Now imagine a sphere surrounding this charge. There will be molecules that have one end sticking in the sphere, and the other end sticking out. The end sticking in the sphere will always be positive. Therefore, there will be slightly more positive charge than negative charge inside the sphere, not counting the center charge. The charge of the molecules inside the sphere will have a net positive charge. This positive charge will slightly off set the large negative charge in the center, so the total charge inside the sphere, including the center charge, will be slightly less negative than if there were no molecules. The larger the imaginary sphere, the more molecules will have their positive ends sticking in the sphere, and the more the center charge will be shielded. You could imagine a probe that measures charge located at the surface of the sphere. The measured charge of the center charge will increase as you get closer to the charge.

You have the same phenomenon if you try to measure the electric charge of an electron. In that case, it's not surrounded by molecules with an electric dipole, but electron-positron pairs. However, they act the same way. As you get closer to an electron, its measured charge increases. This is called charge screening. A low-energy probe in the long range limit measures a value of the coulomb charge called the fine structure constant.

[alpha] = e2/4[pi][h bar]c = 1/137

In the past, people thought this number was of profound fundamental significance. Some people have tried to get this number by combining all sorts of other constants together, and claim it's some sort of insight. Actually, this number is of no significance. The measured value of the coupling constant depends on the distance. The measured charge of an electron is higher closer to an electron. This has been confirmed experimentally. It is also believed that the coupling constants had different values in the early Universe, and originally all had the same value. This is called the running of the coupling constants.

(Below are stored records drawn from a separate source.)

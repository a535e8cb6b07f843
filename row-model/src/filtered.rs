//! FILENAME: row-model/src/filtered.rs
//! Filtering stage - per-column and global predicates over the row tree.
//!
//! Column filters AND together; the global filter ORs across every
//! globally filterable column and ANDs with the column filters. Vacuous
//! filter values (empty string, empty list, open range) deactivate their
//! filter. Unresolvable filters are skipped with a diagnostic, never an
//! error.
//!
//! Tree data filters under one of two traversal policies: root-first
//! (depth-limited, a parent survives by passing or by keeping a filtered
//! child) or leaf-first (recursion to the leaves before any parent is
//! judged).

use log::warn;
use table_engine::{CellValue, ColumnId, RowIdx, RowModel, TableState};
use crate::column::ColumnSet;
use crate::definition::{TableConfig, TreeFilterPolicy};
use crate::filter_fns::FilterFn;

/// One filter after resolution: a concrete matcher bound to a column.
struct ActiveFilter {
    column_id: ColumnId,
    matcher: FilterFn,
    value: CellValue,
}

/// Applies the active column and global filters to `input`.
pub fn filter_rows(
    input: &RowModel,
    columns: &ColumnSet,
    state: &TableState,
    config: &TableConfig,
) -> RowModel {
    let column_filters = resolve_column_filters(input, columns, state, config);
    let global_filters = resolve_global_filters(input, columns, state, config);

    let passes = |idx: RowIdx| -> bool {
        let column_pass = column_filters.iter().all(|f| {
            let value = columns.row_value(input, idx, &f.column_id);
            f.matcher.matches(&value, &f.value)
        });
        if !column_pass {
            return false;
        }
        if global_filters.is_empty() {
            return true;
        }
        global_filters.iter().any(|f| {
            let value = columns.row_value(input, idx, &f.column_id);
            f.matcher.matches(&value, &f.value)
        })
    };

    let mut output = RowModel::new();
    for &top in input.top_rows() {
        let kept = match config.tree_filter_policy {
            TreeFilterPolicy::RootFirst => {
                decide_root_first(input, top, 0, config.max_leaf_row_filter_depth, &passes)
            }
            TreeFilterPolicy::LeafFirst => decide_leaf_first(input, top, &passes),
        };
        if let Some(kept) = kept {
            emit(&mut output, input, &kept, None);
        }
    }
    output.finish();
    output
}

/// Returns true if any filter would actually run against `input`.
pub fn is_filtering_active(
    input: &RowModel,
    columns: &ColumnSet,
    state: &TableState,
    config: &TableConfig,
) -> bool {
    !resolve_column_filters(input, columns, state, config).is_empty()
        || !resolve_global_filters(input, columns, state, config).is_empty()
}

// ============================================================================
// FILTER RESOLUTION
// ============================================================================

fn resolve_column_filters(
    input: &RowModel,
    columns: &ColumnSet,
    state: &TableState,
    config: &TableConfig,
) -> Vec<ActiveFilter> {
    if !config.enable_filters {
        return Vec::new();
    }
    let mut active = Vec::new();
    for filter in &state.column_filters {
        let Some(column) = columns.get(&filter.id) else {
            warn!("column filter targets unknown column '{}', skipping", filter.id);
            continue;
        };
        if !column.can_filter() {
            warn!("column '{}' is not filterable, skipping its filter", filter.id);
            continue;
        }
        let sample = sample_value(input, columns, &filter.id);
        let Some(matcher) = column.def.filter_fn.resolve(sample.as_ref()) else {
            warn!(
                "unknown filter function '{}' on column '{}', skipping",
                column.def.filter_fn.name(),
                filter.id
            );
            continue;
        };
        if matcher.is_auto_removed(&filter.value) {
            continue;
        }
        active.push(ActiveFilter {
            column_id: filter.id.clone(),
            matcher,
            value: filter.value.clone(),
        });
    }
    active
}

fn resolve_global_filters(
    input: &RowModel,
    columns: &ColumnSet,
    state: &TableState,
    config: &TableConfig,
) -> Vec<ActiveFilter> {
    if !config.enable_filters {
        return Vec::new();
    }
    let Some(value) = &state.global_filter else {
        return Vec::new();
    };
    // The global filter always matches on display strings, so text input
    // can hit numeric columns too.
    let matcher = FilterFn::IncludesString;
    if matcher.is_auto_removed(value) {
        return Vec::new();
    }
    columns
        .leaf_columns()
        .filter(|column| column.can_global_filter())
        .map(|column| ActiveFilter {
            column_id: column.id.clone(),
            matcher: matcher.clone(),
            value: value.clone(),
        })
        .collect()
}

/// The first leaf row's value for a column, used by `Auto` inference.
fn sample_value(input: &RowModel, columns: &ColumnSet, column_id: &str) -> Option<CellValue> {
    input
        .flat_rows()
        .iter()
        .find(|&&idx| !input.node(idx).is_grouped())
        .map(|&idx| columns.row_value(input, idx, column_id))
}

// ============================================================================
// TREE TRAVERSAL
// ============================================================================

/// A surviving row and the surviving part of its subtree.
struct Kept {
    idx: RowIdx,
    children: Vec<Kept>,
    /// Past the depth limit the whole subtree is carried unfiltered.
    unfiltered_subtree: bool,
}

fn decide_root_first(
    src: &RowModel,
    idx: RowIdx,
    depth: usize,
    max_depth: usize,
    passes: &impl Fn(RowIdx) -> bool,
) -> Option<Kept> {
    if depth >= max_depth {
        return passes(idx).then(|| Kept {
            idx,
            children: Vec::new(),
            unfiltered_subtree: true,
        });
    }
    let children: Vec<Kept> = src
        .node(idx)
        .children
        .iter()
        .filter_map(|&child| decide_root_first(src, child, depth + 1, max_depth, passes))
        .collect();
    if passes(idx) || !children.is_empty() {
        Some(Kept {
            idx,
            children,
            unfiltered_subtree: false,
        })
    } else {
        None
    }
}

fn decide_leaf_first(
    src: &RowModel,
    idx: RowIdx,
    passes: &impl Fn(RowIdx) -> bool,
) -> Option<Kept> {
    let children: Vec<Kept> = src
        .node(idx)
        .children
        .iter()
        .filter_map(|&child| decide_leaf_first(src, child, passes))
        .collect();
    if passes(idx) || !children.is_empty() {
        Some(Kept {
            idx,
            children,
            unfiltered_subtree: false,
        })
    } else {
        None
    }
}

fn emit(dst: &mut RowModel, src: &RowModel, kept: &Kept, parent: Option<RowIdx>) {
    if kept.unfiltered_subtree {
        dst.copy_subtree(src, kept.idx, parent);
        return;
    }
    let idx = dst.add_row(src.node(kept.idx).detached(), parent);
    for child in &kept.children {
        emit(dst, src, child, Some(idx));
    }
}

#[cfg(test)]
mod tests {
    use super::*;
    use std::sync::Arc;
    use table_engine::{ColumnFilter, Record};
    use crate::core::build_core_model;
    use crate::definition::ColumnDef;

    fn setup(records: Vec<Record>) -> (RowModel, ColumnSet, TableConfig) {
        let config = TableConfig::new(vec![
            ColumnDef::new("name"),
            ColumnDef::new("status"),
            ColumnDef::new("amount"),
        ]);
        let columns = ColumnSet::build(&config.columns).unwrap();
        let records: Vec<Arc<Record>> = records.into_iter().map(Arc::new).collect();
        let model = build_core_model(&records, &config);
        (model, columns, config)
    }

    fn flat_records() -> Vec<Record> {
        vec![
            Record::new().with("name", "a").with("status", "Active").with("amount", 10.0),
            Record::new().with("name", "b").with("status", "Closed").with("amount", 20.0),
            Record::new().with("name", "c").with("status", "Active").with("amount", 30.0),
        ]
    }

    fn state_with_filter(id: &str, value: CellValue) -> TableState {
        let mut state = TableState::default();
        state.column_filters.push(ColumnFilter {
            id: id.to_string(),
            value,
        });
        state
    }

    #[test]
    fn test_column_filter_keeps_matches() {
        let (model, columns, config) = setup(flat_records());
        let state = state_with_filter("status", CellValue::text("Active"));
        let filtered = filter_rows(&model, &columns, &state, &config);
        let ids: Vec<&str> = filtered.iter_flat().map(|r| r.id.as_str()).collect();
        assert_eq!(ids, vec!["0", "2"]);
    }

    #[test]
    fn test_filters_and_together() {
        let (model, columns, config) = setup(flat_records());
        let mut state = state_with_filter("status", CellValue::text("Active"));
        state.column_filters.push(ColumnFilter {
            id: "amount".to_string(),
            value: CellValue::List(vec![CellValue::number(25.0), CellValue::Empty]),
        });
        let filtered = filter_rows(&model, &columns, &state, &config);
        let ids: Vec<&str> = filtered.iter_flat().map(|r| r.id.as_str()).collect();
        assert_eq!(ids, vec!["2"]);
    }

    #[test]
    fn test_vacuous_filter_is_skipped() {
        let (model, columns, config) = setup(flat_records());
        let state = state_with_filter("status", CellValue::text(""));
        assert!(!is_filtering_active(&model, &columns, &state, &config));
        let filtered = filter_rows(&model, &columns, &state, &config);
        assert_eq!(filtered.len(), 3);
    }

    #[test]
    fn test_unknown_named_filter_is_skipped() {
        let mut config = TableConfig::new(vec![
            ColumnDef::new("status").with_filter_fn(FilterFn::Named("bogus".to_string())),
        ]);
        config.enable_filters = true;
        let columns = ColumnSet::build(&config.columns).unwrap();
        let records: Vec<Arc<Record>> = flat_records().into_iter().map(Arc::new).collect();
        let model = build_core_model(&records, &config);

        let state = state_with_filter("status", CellValue::text("Active"));
        let filtered = filter_rows(&model, &columns, &state, &config);
        assert_eq!(filtered.len(), 3);
    }

    #[test]
    fn test_global_filter_ors_across_columns() {
        let (model, columns, config) = setup(flat_records());
        let mut state = TableState::default();
        state.global_filter = Some(CellValue::text("b"));
        let filtered = filter_rows(&model, &columns, &state, &config);
        let ids: Vec<&str> = filtered.iter_flat().map(|r| r.id.as_str()).collect();
        // Matches "b" in the name column only.
        assert_eq!(ids, vec!["1"]);
    }

    #[test]
    fn test_filter_idempotence() {
        let (model, columns, config) = setup(flat_records());
        let state = state_with_filter("status", CellValue::text("Active"));
        let once = filter_rows(&model, &columns, &state, &config);
        let twice = filter_rows(&once, &columns, &state, &config);
        let a: Vec<&str> = once.iter_flat().map(|r| r.id.as_str()).collect();
        let b: Vec<&str> = twice.iter_flat().map(|r| r.id.as_str()).collect();
        assert_eq!(a, b);
    }

    fn tree_setup() -> (RowModel, ColumnSet, TableConfig) {
        use std::collections::BTreeMap;
        let mut active_child = BTreeMap::new();
        active_child.insert("name".to_string(), CellValue::text("child-a"));
        active_child.insert("status".to_string(), CellValue::text("Active"));
        let mut closed_child = BTreeMap::new();
        closed_child.insert("name".to_string(), CellValue::text("child-b"));
        closed_child.insert("status".to_string(), CellValue::text("Closed"));

        let records = vec![
            Record::new()
                .with("name", "parent")
                .with("status", "Closed")
                .with(
                    "kids",
                    CellValue::List(vec![
                        CellValue::Nested(active_child),
                        CellValue::Nested(closed_child),
                    ]),
                ),
            Record::new().with("name", "loner").with("status", "Closed"),
        ];

        let mut config = TableConfig::new(vec![
            ColumnDef::new("name"),
            ColumnDef::new("status"),
        ]);
        config.get_sub_rows = crate::definition::GetSubRows::Key("kids".to_string());
        let columns = ColumnSet::build(&config.columns).unwrap();
        let records: Vec<Arc<Record>> = records.into_iter().map(Arc::new).collect();
        let model = build_core_model(&records, &config);
        (model, columns, config)
    }

    #[test]
    fn test_root_first_keeps_parent_of_surviving_child() {
        let (model, columns, config) = tree_setup();
        let state = state_with_filter("status", CellValue::text("Active"));
        let filtered = filter_rows(&model, &columns, &state, &config);
        let ids: Vec<&str> = filtered.iter_flat().map(|r| r.id.as_str()).collect();
        // The parent fails but its Active child survives; the loner drops.
        assert_eq!(ids, vec!["0", "0.0"]);
        assert_eq!(filtered.row("0.0").unwrap().depth, 1);
    }

    #[test]
    fn test_leaf_first_matches_root_first_here() {
        let (model, columns, mut config) = tree_setup();
        config.tree_filter_policy = TreeFilterPolicy::LeafFirst;
        let state = state_with_filter("status", CellValue::text("Active"));
        let filtered = filter_rows(&model, &columns, &state, &config);
        let ids: Vec<&str> = filtered.iter_flat().map(|r| r.id.as_str()).collect();
        assert_eq!(ids, vec!["0", "0.0"]);
    }

    #[test]
    fn test_depth_limit_keeps_subtrees_unfiltered() {
        let (model, columns, mut config) = tree_setup();
        config.max_leaf_row_filter_depth = 0;
        let state = state_with_filter("name", CellValue::text("parent"));
        let filtered = filter_rows(&model, &columns, &state, &config);
        // The parent passes at the limit, so both children come along.
        let ids: Vec<&str> = filtered.iter_flat().map(|r| r.id.as_str()).collect();
        assert_eq!(ids, vec!["0", "0.0", "0.1"]);
    }
}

A Landau pole in QED is a point at which the fine structure constant blows up as a function of the energy of the virtual photons being exchanged. In quantum field theory, the coupling constant for a particular force actually depends on an energy scale, which you can think of as the energy of the virtual particles being exchanged. For low-energy virtual photons, the fine structure constant is about 1/137, but at higher energies it gets bigger, and if there is a Landau pole, it actually becomes infinite. The existence of a Landau pole is usually taken as a sign that quantum electrodynamics breaks down when extrapolated to very high energies, which is the same as very short distance scales.

Now, you have the same phenomenon with quarks and color charge. A quark is surrounded by quark-antiquark pairs that shield its color charge. However, the gluons also have color, and they have the opposite effect. The gluons spread out the effective color of the quark. A red quark ends up being surrounded by other red charges, and so the measured red charge increases with distance. This is called antiscreening, and is the opposite of what happens with the electron.

Because the effective charge of a quark increases with distance, this is why it's not possible to pull quarks apart. Here you can see the electric field lines of an electron, and the color field lines of a quark.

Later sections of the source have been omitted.